Mykola Hreshta

Personal information
- Full name: Mykola Petrovych Hreshta
- Date of birth: 25 February 1984 (age 42)
- Place of birth: Lviv, Ukrainian SSR
- Position: Defender

Senior career*
- Years: Team / Apps / (Gls)
- 2001–2004: Karpaty Lviv / 0 / (0)
- 2001–2004: Karpaty-2 Lviv / 51 / (6)
- 2001–2004: Karpaty-3 Lviv / 38 / (3)
- 2005–2006: Enerhetyk Burshtyn / 12 / (0)
- 2005–2006: Skala Stryi / 13 / (0)
- 2006–2008: Nyva Ternopil / 39 / (3)
- 2008: Halychyna Lviv
- 2008: Rava Rava-Ruska
- 2009: Spartakus Szarowola / 14 / (1)
- 2009: Shakhtar Chervonohrad
- 2011: Karpaty Kolomyia / 14 / (7)
- 2012: Rukh Vynnyky / 19 / (3)
- 2013: Karpaty Kamianka-Buzka / 8 / (1)
- 2013–2014: SCC Demnya / 15 / (2)
- 2014: Standard Artasiv
- 2014–2015: Wkra Żuromin
- 2016–2018: Ukraine United

= Mykola Hreshta =

Ukrainian footballer (born 1984)

Mykola Hreshta (Микола Петрович Грешта; born 25 February 1984) is a former footballer from Ukraine who played as a defender.

== Club career ==

=== Early career ===
Hreshta began his professional career in 2001 by signing with Karpaty Lviv. He made his professional debut in the Ukrainian First League with Karpaty-2 Lviv. He also played with the club's second reserve team Karpaty-3 Lviv in the Ukrainian Second League.

After four seasons with Karpaty Lviv, he signed with Enerhetyk Burshtyn, but played the remainder of the season with league rivals Skala Stryi. In 2006, he returned to the Ukrainian third-tier league with Nyva Ternopil. In his second season with Nyva, he debuted in the Ukrainian Cup, where the club was eliminated in the round of 16 by Premier League side Tavriya Simferopol. Throughout the season, he received a trial with Oleksandriya.

After he departed from Nyva Ternopil, he played in the Lviv regional league with Halychyna Lviv. He played the remainder of the 2008 season with Rava Rava-Ruska and won the league title.

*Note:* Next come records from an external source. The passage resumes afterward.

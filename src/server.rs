use cloud_blob_service::api::{combined_routes, AppState};
use cloud_blob_service::auth::{InMemoryUsersStore, User};
use cloud_blob_service::config::{load_config, AppConfig, DbConfig};
use cloud_blob_service::db::{connect_and_migrate, AnyPool};
use cloud_blob_service::job_queue::JobQueue;
use cloud_blob_service::metadata_store::MetadataStore;
use cloud_blob_service::monitor::{CpuMemoryMonitor, ResourceMonitor};
use cloud_blob_service::{MysqlMetadataRepo, PostgresMetadataRepo, SqliteMetadataRepo};
use poem::listener::TcpListener;
use std::sync::Arc;
use tracing::info;
use tracing_subscriber::EnvFilter;

fn init_tracing() {
    tracing_subscriber::fmt()
        .with_env_filter(EnvFilter::try_from_default_env().unwrap_or_else(|_| EnvFilter::new("info")))
        .init();
}

async fn make_metadata_store(config: &DbConfig) -> anyhow::Result<Arc<dyn MetadataStore>> {
    let pool = connect_and_migrate(config).await?;
    let store: Arc<dyn MetadataStore> = match pool {
        AnyPool::Postgres(pool) => Arc::new(PostgresMetadataRepo::new(pool)),
        AnyPool::Sqlite(pool) => Arc::new(SqliteMetadataRepo::new(pool)),
        AnyPool::Mysql(pool) => Arc::new(MysqlMetadataRepo::new(pool)),
    };
    store.init().await?;
    Ok(store)
}

/// No account-provisioning HTTP surface is in scope (spec §1 Non-goals), so
/// the bootstrap seeds a single operator account from config. A real
/// deployment would instead run the admin CLI named in spec §1.
fn seed_users_store() -> Arc<InMemoryUsersStore> {
    let store = Arc::new(InMemoryUsersStore::new());
    store.insert(User {
        id: uuid::Uuid::new_v4(),
        username: "admin".to_string(),
        first_name: "Admin".to_string(),
        last_name: "User".to_string(),
        email: "admin@example.com".to_string(),
        disabled: false,
        hashed_password: std::env::var("BLOB_SERVICE_ADMIN_PASSWORD")
            .unwrap_or_else(|_| "admin".to_string()),
    });
    store
}

async fn async_main(config: AppConfig) -> anyhow::Result<()> {
    let metadata_store = make_metadata_store(&config.db).await?;

    let queue = Arc::new(JobQueue::new(metadata_store, config.queue.clone()));
    queue.start().await;

    let monitor = Arc::new(CpuMemoryMonitor::new(config.monitor.clone()));
    let monitor_handle: Arc<dyn ResourceMonitor> = monitor.clone();
    tokio::spawn(async move {
        monitor.run().await;
    });

    let state = AppState {
        queue: Arc::clone(&queue),
        auth_config: Arc::new(config.auth.clone()),
        users_store: seed_users_store(),
        monitor: monitor_handle,
    };

    let app = combined_routes(&state);

    info!(host = %config.http.host, port = config.http.port, "starting blob service");
    let addr = format!("{}:{}", config.http.host, config.http.port);

    let result = poem::Server::new(TcpListener::bind(addr)).run(app).await;

    queue.close().await;
    result.map_err(anyhow::Error::from)
}

fn main() -> anyhow::Result<()> {
    init_tracing();
    let config = load_config()?;
    tokio::runtime::Builder::new_multi_thread()
        .enable_all()
        .build()?
        .block_on(async_main(config))
}
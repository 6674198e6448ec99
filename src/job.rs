use crate::blob_store::BlobStore;
use crate::errors::{BlobStoreError, PathNotFoundError, SafeDisplay};
use crate::metadata_store::{with_retries, MetadataStore, TransactionResult};
use crate::model::{Blob, JobMetadata, JobStatus, OperationType};
use std::sync::Arc;
use std::time::{Duration, Instant};
use tokio::sync::{Mutex, Semaphore};
use tracing::{info, warn};
use uuid::Uuid;

/// `database_transaction_retries`/`database_transaction_retry_backoff`
/// (spec §4.4), threaded into each `Job` from `QueueConfig` so every
/// persisted transition gets the same retry budget.
#[derive(Debug, Clone, Copy)]
pub struct RetryPolicy {
    pub retries: u32,
    pub backoff: Duration,
}

/// Either a `Job` ran to completion (possibly with the operational `error`
/// field set on the returned `Blob`), or the request targeted a path that
/// doesn't exist (spec §4.3, §7).
pub enum RunOutcome {
    Blob(Blob),
    NotFound(PathNotFoundError),
}

/// A small worker pool scoped to one `Job`, mirroring the source's
/// thread-pool-per-job pattern (spec §9): here it's a `tokio::Semaphore`
/// guarding a fixed number of concurrent permits, released on every exit
/// path via the RAII guard.
struct JobWorkers {
    semaphore: Semaphore,
}

impl JobWorkers {
    fn new(size: usize) -> Self {
        Self {
            semaphore: Semaphore::new(size.max(1)),
        }
    }

    async fn acquire(&self) -> tokio::sync::SemaphorePermit<'_> {
        self.semaphore
            .acquire()
            .await
            .expect("job worker semaphore is never closed while the job is alive")
    }

    fn close(&self) {
        self.semaphore.close();
    }
}

/// Binds one `Blob` request to one execution against a `BlobStore`,
/// persisting every status transition to a shared `MetadataStore` (spec
/// §4.3).
pub struct Job {
    pub id: Uuid,
    blob: Blob,
    metadata_store: Arc<dyn MetadataStore>,
    retry_policy: RetryPolicy,
    workers: JobWorkers,
    current: Mutex<JobMetadata>,
    pub job_start_time: Instant,
}

impl Job {
    pub fn new(
        blob: Blob,
        metadata_store: Arc<dyn MetadataStore>,
        max_workers: usize,
        retry_policy: RetryPolicy,
    ) -> Self {
        let id = Uuid::new_v4();
        let initial = JobMetadata::new(id, &blob, JobStatus::Creating, "job created");
        Self {
            id,
            blob,
            metadata_store,
            retry_policy,
            workers: JobWorkers::new(max_workers),
            current: Mutex::new(initial),
            job_start_time: Instant::now(),
        }
    }

    pub async fn metadata(&self) -> JobMetadata {
        self.current.lock().await.clone()
    }

    /// Persists a transition with the queue's transaction retry budget
    /// (spec §4.4). Exhausting retries is logged, not propagated: the
    /// in-memory status still advances so a caller polling `metadata()`
    /// observes progress even if the durable row lagged behind.
    async fn persist(&self, metadata: JobMetadata) -> JobMetadata {
        let mut guard = self.current.lock().await;
        *guard = metadata.clone();
        drop(guard);
        let result = with_retries(self.retry_policy.retries, self.retry_policy.backoff, || {
            self.metadata_store.upsert_by_path(&metadata)
        })
        .await;
        match result {
            Ok(TransactionResult::Failed) => {
                warn!(job_id = %self.id, "metadata store rejected job transition as a terminal failure");
            }
            Err(e) => {
                warn!(job_id = %self.id, error = %e, "exhausted retries persisting job metadata transition");
            }
            Ok(_) => {}
        }
        metadata
    }

    /// Persists the initial `CREATING` row (spec §4.3 `create()`).
    pub async fn create(&self) -> JobMetadata {
        let initial = self.current.lock().await.clone();
        let result = with_retries(self.retry_policy.retries, self.retry_policy.backoff, || {
            self.metadata_store.upsert_by_path(&initial)
        })
        .await;
        match result {
            Ok(TransactionResult::Success | TransactionResult::Retry) => initial,
            Ok(TransactionResult::Failed) | Err(_) => {
                let failed = initial.failed(
                    "job metadata could not be persisted",
                    "metadata store unavailable",
                );
                *self.current.lock().await = failed.clone();
                failed
            }
        }
    }

    /// Dispatches to the operation implied by `operation_type` (spec §4.3
    /// `run()`). `data` is only used for uploads.
    pub async fn run(&self, store: &dyn BlobStore, data: Option<Vec<u8>>) -> RunOutcome {
        let outcome = match self.blob.operation_type {
            OperationType::Upload => self.run_upload(store, data.unwrap_or_default()).await,
            OperationType::Download => self.run_download(store).await,
            OperationType::Delete => self.run_delete(store).await,
            OperationType::List => {
                RunOutcome::Blob(self.blob.clone())
            }
        };
        self.workers.close();
        outcome
    }

    async fn run_upload(&self, store: &dyn BlobStore, data: Vec<u8>) -> RunOutcome {
        let _permit = self.workers.acquire().await;
        let current = self.current.lock().await.clone();
        self.persist(current.with_status(JobStatus::Writing, "writing blob"))
            .await;

        let namespace = self.blob.namespace.clone();
        let path = self.blob.path.clone();
        let result: Result<(), BlobStoreError> = async {
            store.make_dirs(&namespace).await?;
            store.write(&path, data).await
        }
        .await;

        let current = self.current.lock().await.clone();
        match result {
            Ok(()) => {
                let final_meta = self
                    .persist(current.with_status(JobStatus::Done, "upload complete"))
                    .await;
                info!(job_id = %self.id, path = %path, "upload done");
                RunOutcome::Blob(final_meta.as_blob())
            }
            Err(e) => {
                let final_meta = self
                    .persist(current.failed("upload failed", e.to_safe_string()))
                    .await;
                RunOutcome::Blob(final_meta.as_blob())
            }
        }
    }

    async fn run_download(&self, store: &dyn BlobStore) -> RunOutcome {
        let path = self.blob.path.clone();
        match store.exists(&path).await {
            Ok(true) => {}
            Ok(false) | Err(BlobStoreError::NotFound(_)) => {
                return RunOutcome::NotFound(PathNotFoundError { path });
            }
            Err(e) => {
                let current = self.current.lock().await.clone();
                let final_meta = self
                    .persist(current.failed("download precheck failed", e.to_safe_string()))
                    .await;
                return RunOutcome::Blob(final_meta.as_blob());
            }
        }

        let _permit = self.workers.acquire().await;
        let current = self.current.lock().await.clone();
        self.persist(current.with_status(JobStatus::Reading, "reading blob"))
            .await;

        let current = self.current.lock().await.clone();
        match store.read(&path).await {
            Ok(data) => {
                let final_meta = self
                    .persist(current.with_status(JobStatus::Done, "download complete"))
                    .await;
                let mut blob = final_meta.as_blob();
                blob.data = Some(data);
                RunOutcome::Blob(blob)
            }
            Err(e) => {
                let final_meta = self
                    .persist(current.failed("download failed", e.to_safe_string()))
                    .await;
                RunOutcome::Blob(final_meta.as_blob())
            }
        }
    }

    async fn run_delete(&self, store: &dyn BlobStore) -> RunOutcome {
        let path = self.blob.path.clone();
        match store.exists(&path).await {
            Ok(true) => {}
            Ok(false) => return RunOutcome::NotFound(PathNotFoundError { path }),
            Err(e) => {
                let current = self.current.lock().await.clone();
                let final_meta = self
                    .persist(current.failed("delete precheck failed", e.to_safe_string()))
                    .await;
                return RunOutcome::Blob(final_meta.as_blob());
            }
        }

        let _permit = self.workers.acquire().await;
        let current = self.current.lock().await.clone();
        self.persist(current.with_status(JobStatus::Deleting, "deleting blob"))
            .await;

        let current = self.current.lock().await.clone();
        match store.remove(&path).await {
            Ok(()) => {
                let final_meta = self
                    .persist(current.with_status(JobStatus::Done, "delete complete"))
                    .await;
                RunOutcome::Blob(final_meta.as_blob())
            }
            Err(e) => {
                let final_meta = self
                    .persist(current.failed("delete failed", e.to_safe_string()))
                    .await;
                RunOutcome::Blob(final_meta.as_blob())
            }
        }
    }

    /// Transitions to `CANCELLED` if the job is currently in a cancellable
    /// state (spec §4.2); a no-op from a terminal status.
    pub async fn cancel(&self) -> JobMetadata {
        let current = self.current.lock().await.clone();
        if !current.status.is_cancellable() {
            return current;
        }
        drop(current);
        let current = self.current.lock().await.clone();
        self.persist(current.with_status(JobStatus::Cancelled, "cancelled"))
            .await
    }

    /// Releases the job's worker pool. Idempotent.
    pub fn close(&self) {
        self.workers.close();
    }
}
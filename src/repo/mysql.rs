use super::{status_str, BlobRow};
use crate::errors::MetadataStoreError;
use crate::metadata_store::{MetadataStore, TransactionResult};
use crate::model::JobMetadata;
use async_trait::async_trait;
use sqlx::{MySql, Pool, Row};

pub struct DbMetadataRepo {
    pool: Pool<MySql>,
}

impl DbMetadataRepo {
    pub fn new(pool: Pool<MySql>) -> Self {
        Self { pool }
    }
}

fn row_to_blob_row(row: &sqlx::mysql::MySqlRow) -> BlobRow {
    BlobRow {
        id: row.get("id"),
        key: row.get("key_"),
        namespace: row.get("namespace"),
        filename: row.get("filename"),
        path: row.get("path"),
        content_type: row.get("content_type"),
        operation_type: row.get("operation_type"),
        backup_type: row.get("backup_type"),
        encoding: row.get("encoding"),
        context: row.get("context"),
        status: row.get("status"),
        error: row.get("error"),
    }
}

#[async_trait]
impl MetadataStore for DbMetadataRepo {
    async fn init(&self) -> Result<(), MetadataStoreError> {
        Ok(())
    }

    async fn select(&self, path: &str) -> Result<Option<JobMetadata>, MetadataStoreError> {
        let row = sqlx::query("SELECT * FROM blobs WHERE path = ?")
            .bind(path)
            .fetch_optional(&self.pool)
            .await?;
        match row {
            Some(row) => Ok(Some(
                JobMetadata::try_from(row_to_blob_row(&row)).map_err(MetadataStoreError::Database)?,
            )),
            None => Ok(None),
        }
    }

    async fn select_by_id(
        &self,
        id: uuid::Uuid,
    ) -> Result<Option<JobMetadata>, MetadataStoreError> {
        let row = sqlx::query("SELECT * FROM blobs WHERE id = ?")
            .bind(id.to_string())
            .fetch_optional(&self.pool)
            .await?;
        match row {
            Some(row) => Ok(Some(
                JobMetadata::try_from(row_to_blob_row(&row)).map_err(MetadataStoreError::Database)?,
            )),
            None => Ok(None),
        }
    }

    async fn insert(&self, metadata: &JobMetadata) -> Result<TransactionResult, MetadataStoreError> {
        let result = sqlx::query(
            "INSERT IGNORE INTO blobs (id, key_, namespace, filename, path, content_type, operation_type, backup_type, encoding, context, status, error)
             VALUES (?, ?, ?, ?, ?, ?, ?, ?, ?, ?, ?, ?)",
        )
        .bind(metadata.id.to_string())
        .bind(&metadata.key)
        .bind(&metadata.namespace)
        .bind(&metadata.filename)
        .bind(&metadata.path)
        .bind(&metadata.content_type)
        .bind(metadata.operation_type.to_string())
        .bind(metadata.backup_type.to_string())
        .bind(&metadata.encoding)
        .bind(&metadata.context)
        .bind(status_str(metadata.status))
        .bind(&metadata.error)
        .execute(&self.pool)
        .await?;

        if result.rows_affected() == 0 {
            return Ok(TransactionResult::Retry);
        }
        Ok(TransactionResult::Success)
    }

    async fn update(&self, metadata: &JobMetadata) -> Result<TransactionResult, MetadataStoreError> {
        let result = sqlx::query("UPDATE blobs SET status = ?, context = ?, error = ? WHERE id = ?")
            .bind(status_str(metadata.status))
            .bind(&metadata.context)
            .bind(&metadata.error)
            .bind(metadata.id.to_string())
            .execute(&self.pool)
            .await?;

        if result.rows_affected() == 0 {
            return Ok(TransactionResult::Failed);
        }
        Ok(TransactionResult::Success)
    }

    async fn upsert_by_path(
        &self,
        metadata: &JobMetadata,
    ) -> Result<TransactionResult, MetadataStoreError> {
        sqlx::query(
            "INSERT INTO blobs (id, key_, namespace, filename, path, content_type, operation_type, backup_type, encoding, context, status, error)
             VALUES (?, ?, ?, ?, ?, ?, ?, ?, ?, ?, ?, ?)
             ON DUPLICATE KEY UPDATE
               id = VALUES(id),
               filename = VALUES(filename),
               content_type = VALUES(content_type),
               operation_type = VALUES(operation_type),
               backup_type = VALUES(backup_type),
               encoding = VALUES(encoding),
               context = VALUES(context),
               status = VALUES(status),
               error = VALUES(error)",
        )
        .bind(metadata.id.to_string())
        .bind(&metadata.key)
        .bind(&metadata.namespace)
        .bind(&metadata.filename)
        .bind(&metadata.path)
        .bind(&metadata.content_type)
        .bind(metadata.operation_type.to_string())
        .bind(metadata.backup_type.to_string())
        .bind(&metadata.encoding)
        .bind(&metadata.context)
        .bind(status_str(metadata.status))
        .bind(&metadata.error)
        .execute(&self.pool)
        .await?;
        Ok(TransactionResult::Success)
    }

    async fn delete(&self, path: &str) -> Result<TransactionResult, MetadataStoreError> {
        let result = sqlx::query("DELETE FROM blobs WHERE path = ?")
            .bind(path)
            .execute(&self.pool)
            .await?;
        if result.rows_affected() == 0 {
            return Ok(TransactionResult::Failed);
        }
        Ok(TransactionResult::Success)
    }

    async fn drop_all(&self) -> Result<(), MetadataStoreError> {
        sqlx::query("DELETE FROM blobs").execute(&self.pool).await?;
        Ok(())
    }

    async fn close(&self) -> Result<(), MetadataStoreError> {
        self.pool.close().await;
        Ok(())
    }
}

=== Spartakus Szarowola ===
In 2008, he played in the Polish III liga with Spartakus Szarowola. After a season with Spartakus Szarowola, he played several friendly matches for Stal Stalowa Wola. Ultimately, he signed a contract with Stal Stalowa Wola, but never made an appearance for the club.

=== Local circuits ===
After his stint in Poland, he returned to the Ukrainian regional circuits, where he played for Shakhtar Chervonograd and Karpaty Kolomyia. Hresta helped Karpaty Kolomyia secure a double by winning both the Ivano-Frankivsk regional league title and cup. The following season, he returned to the Lviv region and signed with Rukh Vynnyky. In his debut season with Rukh, he won his second Lviv regional league double.

He also played with Karpaty Kamenka-Bug and CCM Demnya.

=== Poland ===
In 2014, he joined the Polish side Wkra Żuromin and competed in the IV liga for two seasons.

=== Canada ===
In the summer of 2016, he played in the Canadian Soccer League with FC Ukraine United. In his debut season in the Canadian circuit, he helped the club secure a playoff berth by finishing second in the league's first division. Their playoff campaign would conclude in the semi-finals after a defeat by the Serbian White Eagles.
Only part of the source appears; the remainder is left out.